Summer Nights is one of Adams' more reverie-inducing collections, as we think about the magic of warm evenings, darkly lit. He writes, again referencing silence
Still photographs often differ from life more by their silence than by the immobility of their subjects. Landscape pictures tend to converge with life, however, on summer nights, when the sounds outside, after we call in children and close garage doors, are small––the whir of moths, the snap of a stick. 

From Pine Valley; Baker County, Oregon, 1999-2003


Adams now lives in Oregon, where he has photographed the clearcutting of forests in the book Turning Back. He also captures completely ordinary moments, a scattering of apples on the ground.
Photography is inherently fragmentary, and I find I base my faith on perfect moments. 

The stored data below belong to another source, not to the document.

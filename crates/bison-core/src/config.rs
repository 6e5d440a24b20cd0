//! Configuration management for the EmailBison node

use crate::constants::{DEFAULT_SERVER_URL, DEFAULT_TIMEOUT_SECS};
use crate::error::{BisonError, Result};
use serde::{Deserialize, Serialize};
use std::path::Path;

/// Credentials plus the handful of settings the node reads from its host.
///
/// Field aliases accept the host credential names (`serverUrl`, `apiToken`)
/// as well as the lowercased keys produced by environment layering.
#[derive(Debug, Clone, Serialize, Deserialize)]
pub struct BisonConfig {
    #[serde(alias = "serverUrl", alias = "serverurl", default = "default_server_url")]
    pub server_url: String,

    #[serde(alias = "apiToken", alias = "apitoken", alias = "token", default)]
    pub api_token: String,

    #[serde(alias = "timeoutSecs", alias = "timeoutsecs", default = "default_timeout_secs")]
    pub timeout_secs: u64,

    #[serde(alias = "continueOnFail", alias = "continueonfail", default)]
    pub continue_on_fail: bool,
}

fn default_server_url() -> String {
    DEFAULT_SERVER_URL.to_string()
}

fn default_timeout_secs() -> u64 {
    DEFAULT_TIMEOUT_SECS
}

impl Default for BisonConfig {
    fn default() -> Self {
        Self {
            server_url: default_server_url(),
            api_token: String::new(),
            timeout_secs: default_timeout_secs(),
            continue_on_fail: false,
        }
    }
}

impl BisonConfig {
    pub fn new(server_url: impl Into<String>, api_token: impl Into<String>) -> Self {
        Self {
            server_url: server_url.into(),
            api_token: api_token.into(),
            ..Self::default()
        }
    }

    /// Load configuration from a JSON file
    pub fn from_file<P: AsRef<Path>>(path: P) -> Result<Self> {
        let content = std::fs::read_to_string(path)
            .map_err(|e| BisonError::Config(format!("Failed to read config file: {}", e)))?;

        Self::from_json_str(&content)
    }

    /// Load configuration from a JSON string
    pub fn from_json_str(json: &str) -> Result<Self> {
        let config: BisonConfig = serde_json::from_str(json)
            .map_err(|e| BisonError::Config(format!("Failed to parse config: {}", e)))?;

        config.validate()?;
        Ok(config)
    }

    /// Layer an optional JSON credentials file under `EMAILBISON_*`
    /// environment variables (`EMAILBISON_SERVER_URL`, `EMAILBISON_API_TOKEN`, ...).
    ///
    /// Defaults come from the serde attributes. A file and the environment
    /// must agree on spelling (`server_url` vs `serverUrl`) for a key they both set.
    pub fn load(path: Option<&Path>) -> Result<Self> {
        let mut builder = ::config::Config::builder();

        if let Some(path) = path {
            log::debug!("Reading credentials from {}", path.display());
            builder = builder.add_source(
                ::config::File::from(path)
                    .format(::config::FileFormat::Json)
                    .required(true),
            );
        }

        builder = builder.add_source(
            ::config::Environment::with_prefix("EMAILBISON").try_parsing(true),
        );

        let config: BisonConfig = builder.build()?.try_deserialize()?;
        config.validate()?;
        Ok(config)
    }

    /// Validate the configuration
    pub fn validate(&self) -> Result<()> {
        if self.api_token.trim().is_empty() {
            return Err(BisonError::Config("EmailBison API token is required".to_string()));
        }

        let server = self.server_url.trim();
        if server.is_empty() {
            return Err(BisonError::Config("EmailBison server URL is required".to_string()));
        }

        if !(server.starts_with("http://") || server.starts_with("https://")) {
            return Err(BisonError::Config(format!(
                "EmailBison server URL must start with http:// or https://, got '{}'",
                server
            )));
        }

        if self.timeout_secs == 0 {
            return Err(BisonError::Config(
                "Request timeout must be at least one second".to_string(),
            ));
        }

        Ok(())
    }

    /// Base URL every request path is appended to: `{serverUrl}/api`
    pub fn api_base_url(&self) -> String {
        let server = self.server_url.trim().trim_end_matches('/');
        let server = server.strip_suffix("/api").unwrap_or(server);
        format!("{}/api", server)
    }
}

#[cfg(test)]
mod tests {
    use super::*;

    #[test]
    fn test_api_base_url_is_normalized() {
        let mut config = BisonConfig::new("https://send.example.com/", "token");
        assert_eq!(config.api_base_url(), "https://send.example.com/api");

        config.server_url = "https://send.example.com/api/".to_string();
        assert_eq!(config.api_base_url(), "https://send.example.com/api");
    }

    #[test]
    fn test_validate_rejects_bad_scheme() {
        let config = BisonConfig::new("send.example.com", "token");
        let err = config.validate().unwrap_err();
        assert!(err.to_string().contains("http"));
    }

    #[test]
    fn test_default_timeout() {
        let config = BisonConfig::default();
        assert_eq!(config.timeout_secs, 30);
        assert!(!config.continue_on_fail);
    }
}
operation_enum! {
    TagOperation {
        Create => ("create", "Create", "Create a tag"),
        Get => ("get", "Get", "Get a tag"),
        GetMany => ("getMany", "Get Many", "Get many tags"),
        Delete => ("delete", "Delete", "Delete a tag"),
        AttachToLeads => ("attachToLeads", "Attach Tags to Leads", "Attach tags to leads"),
        RemoveFromLeads => ("removeFromLeads", "Remove Tags from Leads", "Remove tags from leads"),
        AttachToCampaigns => (
            "attachToCampaigns",
            "Attach Tags to Campaigns",
            "Attach tags to campaigns"
        ),
        RemoveFromCampaigns => (
            "removeFromCampaigns",
            "Remove Tags from Campaigns",
            "Remove tags from campaigns"
        ),
        AttachToEmailAccounts => (
            "attachToEmailAccounts",
            "Attach Tags to Email Accounts",
            "Attach tags to email accounts"
        ),
        RemoveFromEmailAccounts => (
            "removeFromEmailAccounts",
            "Remove Tags from Email Accounts",
            "Remove tags from email accounts"
        ),
    }
}

operation_enum! {
    WorkspaceOperation {
        Get => ("get", "Get", "Get a workspace"),
        GetMany => ("getMany", "Get Many", "Get many workspaces"),
        Create => ("create", "Create", "Create a workspace"),
        Update => ("update", "Update", "Update a workspace"),
        Delete => ("delete", "Delete", "Delete a workspace"),
        CreateUser => ("createUser", "Create User", "Create a user in the workspace"),
        CreateApiToken => (
            "createApiToken",
            "Create API Token",
            "Create an API token for a workspace"
        ),
        SwitchWorkspace => (
            "switchWorkspace",
            "Switch Workspace",
            "Switch to a different workspace"
        ),
        InviteMembers => ("inviteMembers", "Invite Members", "Invite members to the workspace"),
        AcceptInvitation => (
            "acceptInvitation",
            "Accept Invitation",
            "Accept a workspace invitation"
        ),
        DeleteMember => ("deleteMember", "Delete Member", "Delete a member from the workspace"),
        GetMasterInboxSettings => (
            "getMasterInboxSettings",
            "Get Master Inbox Settings",
            "Get master inbox settings"
        ),
        UpdateMasterInboxSettings => (
            "updateMasterInboxSettings",
            "Update Master Inbox Settings",
            "Update master inbox settings"
        ),
        GetStats => ("getStats", "Get Stats", "Get workspace statistics"),
        GetLineAreaChartStats => (
            "getLineAreaChartStats",
            "Get Line Area Chart Stats",
            "Get line/area chart statistics"
        ),
    }
}

operation_enum! {
    WebhookOperation {
        Create => ("create", "Create", "Create a webhook"),
        Get => ("get", "Get", "Get a webhook"),
        Update => ("update", "Update", "Update a webhook"),
        Delete => ("delete", "Delete", "Delete a webhook"),
    }
}

operation_enum! {
    SequenceStepOperation {
        GetMany => ("getMany", "Get Many", "Get many sequence steps"),
        SendTest => ("sendTest", "Send Test Email", "Send test email"),
        Delete => ("delete", "Delete", "Delete a sequence step"),
    }
}

operation_enum! {
    ReplyOperation {
        Compose => ("compose", "Compose Email", "Compose a new email"),
        GetMany => ("getMany", "Get Many", "Get many replies"),
        MarkInterested => ("markInterested", "Mark as Interested", "Mark a reply as interested"),
        PushToFollowup => (
            "pushToFollowup",
            "Push to Follow-up Campaign",
            "Push reply to a follow-up campaign"
        ),
    }
}

operation_enum! {
    /// Shared by blacklisted emails and blacklisted domains
    BlacklistOperation {
        Create => ("create", "Create", "Add to the blacklist"),
        Delete => ("delete", "Delete", "Remove from the blacklist"),
        GetMany => ("getMany", "Get Many", "Get blacklist entries"),
    }
}

/// Closed union of every resource × operation pair the node supports
#[derive(Debug, Clone, Copy, PartialEq, Eq, Hash)]
pub enum NodeOperation {
    Lead(LeadOperation),
    Campaign(CampaignOperation),
    EmailAccount(EmailAccountOperation),
    Tag(TagOperation),
    Workspace(WorkspaceOperation),
    Webhook(WebhookOperation),
    SequenceStep(SequenceStepOperation),
    Reply(ReplyOperation),
    BlacklistedEmail(BlacklistOperation),
    BlacklistedDomain(BlacklistOperation),
}

impl NodeOperation {
    pub fn resource(&self) -> Resource {
        match self {
            NodeOperation::Lead(_) => Resource::Lead,
            NodeOperation::Campaign(_) => Resource::Campaign,
            NodeOperation::EmailAccount(_) => Resource::EmailAccount,
            NodeOperation::Tag(_) => Resource::Tag,
            NodeOperation::Workspace(_) => Resource::Workspace,
            NodeOperation::Webhook(_) => Resource::Webhook,
            NodeOperation::SequenceStep(_) => Resource::SequenceStep,
            NodeOperation::Reply(_) => Resource::Reply,
            NodeOperation::BlacklistedEmail(_) => Resource::BlacklistedEmail,
            NodeOperation::BlacklistedDomain(_) => Resource::BlacklistedDomain,
        }
    }

    pub fn operation_name(&self) -> &'static str {
        self.describe().0
    }

    /// (value, display name, action)
    fn describe(&self) -> (&'static str, &'static str, &'static str) {
        match self {
            NodeOperation::Lead(op) => (op.as_str(), op.display_name(), op.action()),
            NodeOperation::Campaign(op) => (op.as_str(), op.display_name(), op.action()),
            NodeOperation::EmailAccount(op) => (op.as_str(), op.display_name(), op.action()),
            NodeOperation::Tag(op) => (op.as_str(), op.display_name(), op.action()),
            NodeOperation::Workspace(op) => (op.as_str(), op.display_name(), op.action()),
            NodeOperation::Webhook(op) => (op.as_str(), op.display_name(), op.action()),
            NodeOperation::SequenceStep(op) => (op.as_str(), op.display_name(), op.action()),
            NodeOperation::Reply(op) => (op.as_str(), op.display_name(), op.action()),
            NodeOperation::BlacklistedEmail(op) | NodeOperation::BlacklistedDomain(op) => {
                (op.as_str(), op.display_name(), op.action())
            }
        }
    }

    /// Every supported pair, resource by resource
    pub fn all() -> Vec<NodeOperation> {
        Resource::ALL.iter().flat_map(|r| r.operations()).collect()
    }
}

impl fmt::Display for NodeOperation {
    fn fmt(&self, f: &mut fmt::Formatter<'_>) -> fmt::Result {
        write!(f, "{}:{}", self.resource(), self.operation_name())
    }
}

/// Raised when the host names a resource or operation the node does not know
#[derive(Error, Debug, Clone, PartialEq, Eq)]
pub enum UnsupportedOperation {
    #[error("The resource \"{0}\" is not known!")]
    Resource(String),

    #[error("The operation \"{operation}\" is not supported for resource \"{resource}\"!")]
    Operation { resource: String, operation: String },
}

/// Link from an output record back to the input item that produced it
#[derive(Debug, Clone, Copy, PartialEq, Eq, Serialize, Deserialize)]
pub struct PairedItem {
    pub item: usize,
}

/// One record emitted by the node
#[derive(Debug, Clone, PartialEq, Serialize, Deserialize)]
#[serde(rename_all = "camelCase")]
pub struct OutputItem {
    pub json: Value,
    pub paired_item: PairedItem,
    #[serde(default, skip_serializing_if = "Option::is_none")]
    pub error: Option<String>,
}

impl OutputItem {
    pub fn success(item: usize, json: Value) -> Self {
        Self {
            json,
            paired_item: PairedItem { item },
            error: None,
        }
    }

    /// Error record emitted under continue-on-fail
    pub fn failure(item: usize, message: impl Into<String>) -> Self {
        let message = message.into();
        Self {
            json: json!({ "error": message }),
            paired_item: PairedItem { item },
            error: Some(message),
        }
    }

    pub fn is_error(&self) -> bool {
        self.error.is_some()
    }
}

#[derive(Debug, Clone, Serialize, Deserialize)]
#[serde(rename_all = "camelCase")]
pub struct OperationDescription {
    pub value: String,
    pub display_name: String,
    pub action: String,
}

#[derive(Debug, Clone, Serialize, Deserialize)]
#[serde(rename_all = "camelCase")]
pub struct ResourceDescription {
    pub value: String,
    pub display_name: String,
    pub operations: Vec<OperationDescription>,
}

/// Metadata consumed by a host UI to render the node
#[derive(Debug, Clone, Serialize, Deserialize)]
#[serde(rename_all = "camelCase")]
pub struct NodeDescription {
    pub name: String,
    pub display_name: String,
    pub version: u32,
    pub credential: String,
    pub resources: Vec<ResourceDescription>,
}

impl NodeDescription {
    pub fn build() -> Self {
        let resources = Resource::ALL
            .iter()
            .map(|resource| ResourceDescription {
                value: resource.as_str().to_string(),
                display_name: resource.display_name().to_string(),
                operations: resource
                    .operations()
                    .iter()
                    .map(|op| {
                        let (value, display_name, action) = op.describe();
                        OperationDescription {
                            value: value.to_string(),
                            display_name: display_name.to_string(),
                            action: action.to_string(),
                        }
                    })
                    .collect(),
            })
            .collect();

        Self {
            name: "emailBison".to_string(),
            display_name: "EmailBison".to_string(),
            version: 1,
            credential: "emailBisonApi".to_string(),
            resources,
        }
    }
}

From Sea Stories; North Beach Peninsula, Pacific County, Washington, ca. 2005


A syncopated line of birds along the shore; again the silence, and again the eloquent words of Robert Adams, pairing with his images to create a powerful life's work.
Stanley Elkin suggested that "all books are the Book of Job". Certainly many writers and picture makers want to repeat in a fresh way what the voice out of the whirlwind said, that we are not the creator, and that rather than ask an explanation we ought to attend an inventory of wonders––the Pleiades, the morning star, the sun, the rain, the grass, the raven, the whale. Common to each is beauty. And so a promise.